Housing MarketReal Estate

Housing market recovery: things are looking up

Trends remain positive

The housing market continues to show positive signs of recovery, according to realtor.com’s weekly Housing Market Recovery Index, yet the effects of COVID-19 still remain a concern.

The index is set to 100 for the last week of January and a value of 100 means the market has recovered to the pace seen that month. Housing demand, home prices, pace of sales and inventory are all positively climbing, although still lower than that January baseline.

The Housing Recovery Index reached 95.8 nationwide for the week ending June 27 and 12 of the 50 largest markets are showing recovery, with the greatest occurring in Boston, San Francisco, Seattle, Denver and Philadelphia.

In terms of regions, the Northeast surpassed the recovery benchmark this week, the report said.
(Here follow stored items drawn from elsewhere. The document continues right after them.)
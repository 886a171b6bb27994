// SPDX-License-Identifier: GPL-3.0-only

//! [`Gl`] that records calls instead of issuing them
//!
//! Used for offline program generation (the `program` CLI subcommand) and as
//! the test double throughout the crate. Integer and string queries are
//! answered from configurable maps; everything else is appended to a call log.

use super::api::Gl;
use super::extensions::{ExtFunc, ExtensionFunctions};
use super::loader::ProcResolver;
use crate::constants::*;
use std::cell::{Cell, RefCell};
use std::collections::HashMap;
use tracing::error;

/// One recorded GL call
#[derive(Debug, Clone, PartialEq)]
pub enum GlCall {
    PixelStore {
        pname: GLenum,
        param: i32,
    },
    TexImage1D {
        target: GLenum,
        internal_format: GLenum,
        width: i32,
        format: GLenum,
        ty: GLenum,
        pixels: Vec<u8>,
    },
    TexImage2D {
        target: GLenum,
        internal_format: GLenum,
        width: i32,
        height: i32,
        format: GLenum,
        ty: GLenum,
        pixels: Vec<u8>,
    },
    TexSubImage2D {
        target: GLenum,
        x: i32,
        y: i32,
        width: i32,
        height: i32,
        format: GLenum,
        ty: GLenum,
        pixels: Vec<u8>,
    },
    TexImage3D {
        target: GLenum,
        internal_format: GLenum,
        width: i32,
        height: i32,
        depth: i32,
        format: GLenum,
        ty: GLenum,
        pixels: Vec<u8>,
    },
    TexParameterI {
        target: GLenum,
        pname: GLenum,
        param: i32,
    },
    TexParameterF {
        target: GLenum,
        pname: GLenum,
        param: f32,
    },
    TexParameterFv {
        target: GLenum,
        pname: GLenum,
        params: [f32; 4],
    },
    Enable(GLenum),
    Disable(GLenum),
    Begin(GLenum),
    End,
    TexCoord2f(f32, f32),
    Vertex2f(f32, f32),
    ActiveTexture(GLenum),
    MultiTexCoord2f(GLenum, f32, f32),
    CombinerParameterFv(GLenum, [f32; 4]),
    CombinerParameterI(GLenum, i32),
    CombinerInput {
        stage: GLenum,
        portion: GLenum,
        variable: GLenum,
        input: GLenum,
        mapping: GLenum,
        component_usage: GLenum,
    },
    CombinerOutput {
        stage: GLenum,
        portion: GLenum,
        ab_output: GLenum,
        cd_output: GLenum,
        sum_output: GLenum,
        scale: GLenum,
        bias: GLenum,
        flags: [bool; 3],
    },
    BeginFragmentShader,
    EndFragmentShader,
    SampleMap {
        dst: GLenum,
        interp: GLenum,
        swizzle: GLenum,
    },
    ColorFragmentOp {
        op: GLenum,
        dst: GLenum,
        dst_mask: GLenum,
        dst_mod: GLenum,
        args: Vec<[GLenum; 3]>,
    },
    SetFragmentShaderConstant(GLenum, [f32; 4]),
    GenProgram(u32),
    DeleteProgram(u32),
    BindProgram(GLenum, u32),
    ProgramString {
        target: GLenum,
        format: GLenum,
        source: String,
    },
}

/// Driver double recording every call
pub struct RecordingGl {
    functions: ExtensionFunctions,
    integers: HashMap<GLenum, i32>,
    strings: HashMap<GLenum, String>,
    calls: RefCell<Vec<GlCall>>,
    next_program: Cell<u32>,
}

impl Default for RecordingGl {
    fn default() -> Self {
        Self::new(ExtensionFunctions::empty())
    }
}

impl RecordingGl {
    /// Driver with the given function table and generous resource limits
    pub fn new(functions: ExtensionFunctions) -> Self {
        let integers = HashMap::from([
            (GL_PROGRAM_ERROR_POSITION, -1),
            (GL_MAX_TEXTURE_UNITS, 8),
            (GL_MAX_GENERAL_COMBINERS_NV, 8),
            (GL_NUM_FRAGMENT_REGISTERS_ATI, 6),
        ]);
        let mut strings = HashMap::from([
            (GL_VENDOR, "glyuv".to_string()),
            (GL_RENDERER, "recording".to_string()),
            (GL_VERSION, "1.4".to_string()),
        ]);
        strings.insert(GL_EXTENSIONS, functions.extensions().trim().to_string());
        Self {
            functions,
            integers,
            strings,
            calls: RefCell::new(Vec::new()),
            next_program: Cell::new(1),
        }
    }

    /// Driver advertising `extensions`, with entry points from `resolver`
    pub fn with_extensions(resolver: &dyn ProcResolver, extensions: &str) -> Self {
        Self::new(ExtensionFunctions::resolve(
            Some(resolver),
            Some(extensions),
            None,
        ))
    }

    /// Override the answer to an integer query
    pub fn set_integer(&mut self, pname: GLenum, value: i32) {
        self.integers.insert(pname, value);
    }

    /// Override the answer to a string query
    pub fn set_string(&mut self, name: GLenum, value: impl Into<String>) {
        self.strings.insert(name, value.into());
    }

    /// Snapshot of the recorded calls
    pub fn calls(&self) -> Vec<GlCall> {
        self.calls.borrow().clone()
    }

    pub fn clear_calls(&self) {
        self.calls.borrow_mut().clear();
    }

    /// Every program source handed to the driver, oldest first
    pub fn programs(&self) -> Vec<String> {
        self.calls
            .borrow()
            .iter()
            .filter_map(|call| match call {
                GlCall::ProgramString { source, .. } => Some(source.clone()),
                _ => None,
            })
            .collect()
    }

    fn record(&self, call: GlCall) {
        self.calls.borrow_mut().push(call);
    }

    /// Record `call` only if `func` is resolved
    fn record_ext(&self, func: ExtFunc, call: GlCall) {
        if self.functions.is_available(func) {
            self.record(call);
        } else {
            error!(function = func.name(), "Absent GL extension function called");
        }
    }
}

impl Gl for RecordingGl {
    fn functions(&self) -> &ExtensionFunctions {
        &self.functions
    }

    fn get_string(&self, name: GLenum) -> Option<String> {
        self.strings.get(&name).cloned()
    }

    fn get_integer(&self, pname: GLenum) -> i32 {
        self.integers.get(&pname).copied().unwrap_or(0)
    }

    fn pixel_store_i(&self, pname: GLenum, param: i32) {
        self.record(GlCall::PixelStore { pname, param });
    }

    fn tex_image_1d(
        &self,
        target: GLenum,
        internal_format: GLenum,
        width: i32,
        format: GLenum,
        ty: GLenum,
        pixels: &[u8],
    ) {
        self.record(GlCall::TexImage1D {
            target,
            internal_format,
            width,
            format,
            ty,
            pixels: pixels.to_vec(),
        });
    }

    fn tex_image_2d(
        &self,
        target: GLenum,
        internal_format: GLenum,
        width: i32,
        height: i32,
        format: GLenum,
        ty: GLenum,
        pixels: &[u8],
    ) {
        self.record(GlCall::TexImage2D {
            target,
            internal_format,
            width,
            height,
            format,
            ty,
            pixels: pixels.to_vec(),
        });
    }

    fn tex_sub_image_2d(
        &self,
        target: GLenum,
        x: i32,
        y: i32,
        width: i32,
        height: i32,
        format: GLenum,
        ty: GLenum,
        pixels: &[u8],
    ) {
        self.record(GlCall::TexSubImage2D {
            target,
            x,
            y,
            width,
            height,
            format,
            ty,
            pixels: pixels.to_vec(),
        });
    }

    fn tex_parameter_i(&self, target: GLenum, pname: GLenum, param: i32) {
        self.record(GlCall::TexParameterI {
            target,
            pname,
            param,
        });
    }

    fn tex_parameter_f(&self, target: GLenum, pname: GLenum, param: f32) {
        self.record(GlCall::TexParameterF {
            target,
            pname,
            param,
        });
    }

    fn tex_parameter_fv(&self, target: GLenum, pname: GLenum, params: &[f32; 4]) {
        self.record(GlCall::TexParameterFv {
            target,
            pname,
            params: *params,
        });
    }

    fn enable(&self, cap: GLenum) {
        self.record(GlCall::Enable(cap));
    }

    fn disable(&self, cap: GLenum) {
        self.record(GlCall::Disable(cap));
    }

    fn begin(&self, mode: GLenum) {
        self.record(GlCall::Begin(mode));
    }

    fn end(&self) {
        self.record(GlCall::End);
    }

    fn tex_coord_2f(&self, s: f32, t: f32) {
        self.record(GlCall::TexCoord2f(s, t));
    }

    fn vertex_2f(&self, x: f32, y: f32) {
        self.record(GlCall::Vertex2f(x, y));
    }

    fn active_texture(&self, unit: GLenum) {
        self.record_ext(ExtFunc::ActiveTexture, GlCall::ActiveTexture(unit));
    }

    fn multi_tex_coord_2f(&self, unit: GLenum, s: f32, t: f32) {
        self.record_ext(
            ExtFunc::MultiTexCoord2f,
            GlCall::MultiTexCoord2f(unit, s, t),
        );
    }

    fn tex_image_3d(
        &self,
        target: GLenum,
        internal_format: GLenum,
        width: i32,
        height: i32,
        depth: i32,
        format: GLenum,
        ty: GLenum,
        pixels: &[u8],
    ) {
        self.record_ext(ExtFunc::TexImage3D, GlCall::TexImage3D {
            target,
            internal_format,
            width,
            height,
            depth,
            format,
            ty,
            pixels: pixels.to_vec(),
        });
    }

    fn combiner_parameter_fv(&self, pname: GLenum, params: &[f32; 4]) {
        self.record_ext(
            ExtFunc::CombinerParameterfv,
            GlCall::CombinerParameterFv(pname, *params),
        );
    }

    fn combiner_parameter_i(&self, pname: GLenum, param: i32) {
        self.record_ext(
            ExtFunc::CombinerParameteri,
            GlCall::CombinerParameterI(pname, param),
        );
    }

    fn combiner_input(
        &self,
        stage: GLenum,
        portion: GLenum,
        variable: GLenum,
        input: GLenum,
        mapping: GLenum,
        component_usage: GLenum,
    ) {
        self.record_ext(ExtFunc::CombinerInput, GlCall::CombinerInput {
            stage,
            portion,
            variable,
            input,
            mapping,
            component_usage,
        });
    }

    fn combiner_output(
        &self,
        stage: GLenum,
        portion: GLenum,
        ab_output: GLenum,
        cd_output: GLenum,
        sum_output: GLenum,
        scale: GLenum,
        bias: GLenum,
        ab_dot_product: bool,
        cd_dot_product: bool,
        mux_sum: bool,
    ) {
        self.record_ext(ExtFunc::CombinerOutput, GlCall::CombinerOutput {
            stage,
            portion,
            ab_output,
            cd_output,
            sum_output,
            scale,
            bias,
            flags: [ab_dot_product, cd_dot_product, mux_sum],
        });
    }

    fn begin_fragment_shader(&self) {
        self.record_ext(ExtFunc::BeginFragmentShader, GlCall::BeginFragmentShader);
    }

    fn end_fragment_shader(&self) {
        self.record_ext(ExtFunc::EndFragmentShader, GlCall::EndFragmentShader);
    }

    fn sample_map(&self, dst: GLenum, interp: GLenum, swizzle: GLenum) {
        self.record_ext(ExtFunc::SampleMap, GlCall::SampleMap {
            dst,
            interp,
            swizzle,
        });
    }

    fn color_fragment_op2(
        &self,
        op: GLenum,
        dst: GLenum,
        dst_mask: GLenum,
        dst_mod: GLenum,
        arg1: [GLenum; 3],
        arg2: [GLenum; 3],
    ) {
        self.record_ext(ExtFunc::ColorFragmentOp2, GlCall::ColorFragmentOp {
            op,
            dst,
            dst_mask,
            dst_mod,
            args: vec![arg1, arg2],
        });
    }

    fn color_fragment_op3(
        &self,
        op: GLenum,
        dst: GLenum,
        dst_mask: GLenum,
        dst_mod: GLenum,
        arg1: [GLenum; 3],
        arg2: [GLenum; 3],
        arg3: [GLenum; 3],
    ) {
        self.record_ext(ExtFunc::ColorFragmentOp3, GlCall::ColorFragmentOp {
            op,
            dst,
            dst_mask,
            dst_mod,
            args: vec![arg1, arg2, arg3],
        });
    }

    fn set_fragment_shader_constant(&self, dst: GLenum, value: &[f32; 4]) {
        self.record_ext(
            ExtFunc::SetFragmentShaderConstant,
            GlCall::SetFragmentShaderConstant(dst, *value),
        );
    }

    fn gen_program(&self) -> u32 {
        if !self.functions.is_available(ExtFunc::GenPrograms) {
            error!(function = "GenPrograms", "Absent GL extension function called");
            return 0;
        }
        let id = self.next_program.get();
        self.next_program.set(id + 1);
        self.record(GlCall::GenProgram(id));
        id
    }

    fn delete_program(&self, program: u32) {
        self.record_ext(ExtFunc::DeletePrograms, GlCall::DeleteProgram(program));
    }

    fn bind_program(&self, target: GLenum, program: u32) {
        self.record_ext(ExtFunc::BindProgram, GlCall::BindProgram(target, program));
    }

    fn program_string(&self, target: GLenum, format: GLenum, source: &str) {
        self.record_ext(ExtFunc::ProgramString, GlCall::ProgramString {
            target,
            format,
            source: source.to_string(),
        });
    }

    fn get_program_iv(&self, _target: GLenum, pname: GLenum) -> i32 {
        if !self.functions.is_available(ExtFunc::GetProgramiv) {
            error!(function = "GetProgramiv", "Absent GL extension function called");
            return 0;
        }
        self.get_integer(pname)
    }
}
The report also said that Midwest economies lagged due to struggling economies while Sunbelt markets with worsening COVID-19 conditions are also struggling.

The index measure the recovery at 110.7 for the Northeast, 93.9 for the Midwest, 95 for the South and 103.3 for the Western regions.

This week’s new listings index reached 90.9, considerably low as housing supply is still slim.

Housing demand has bounced back as summer home-buying is in full-force, with that part of the housing index reaching 119.5. The index also revealed that the pace of sales, or time on market, reached 85.9.

“Improvement in the pace of sales remains highly dependent on cities’ ability to successfully contain COVID cases and safely reopen their economies,” the report said.

Meanwhile, the home price component also moved further past the recovery threshold, with this week’s index reaching 102.6 – as COVID-19 treks on and housing inventory remains constricted, leading to home prices rising.

In the U.S., the overall weekly index value is calculated as a weighted composite of four indexed components, including “housing demand,” based on realtor.com online search activity (10%); “home prices” based on median list prices (30%); “housing supply” based on new listings (30%); and “pace of sales” based on median time on market (30%).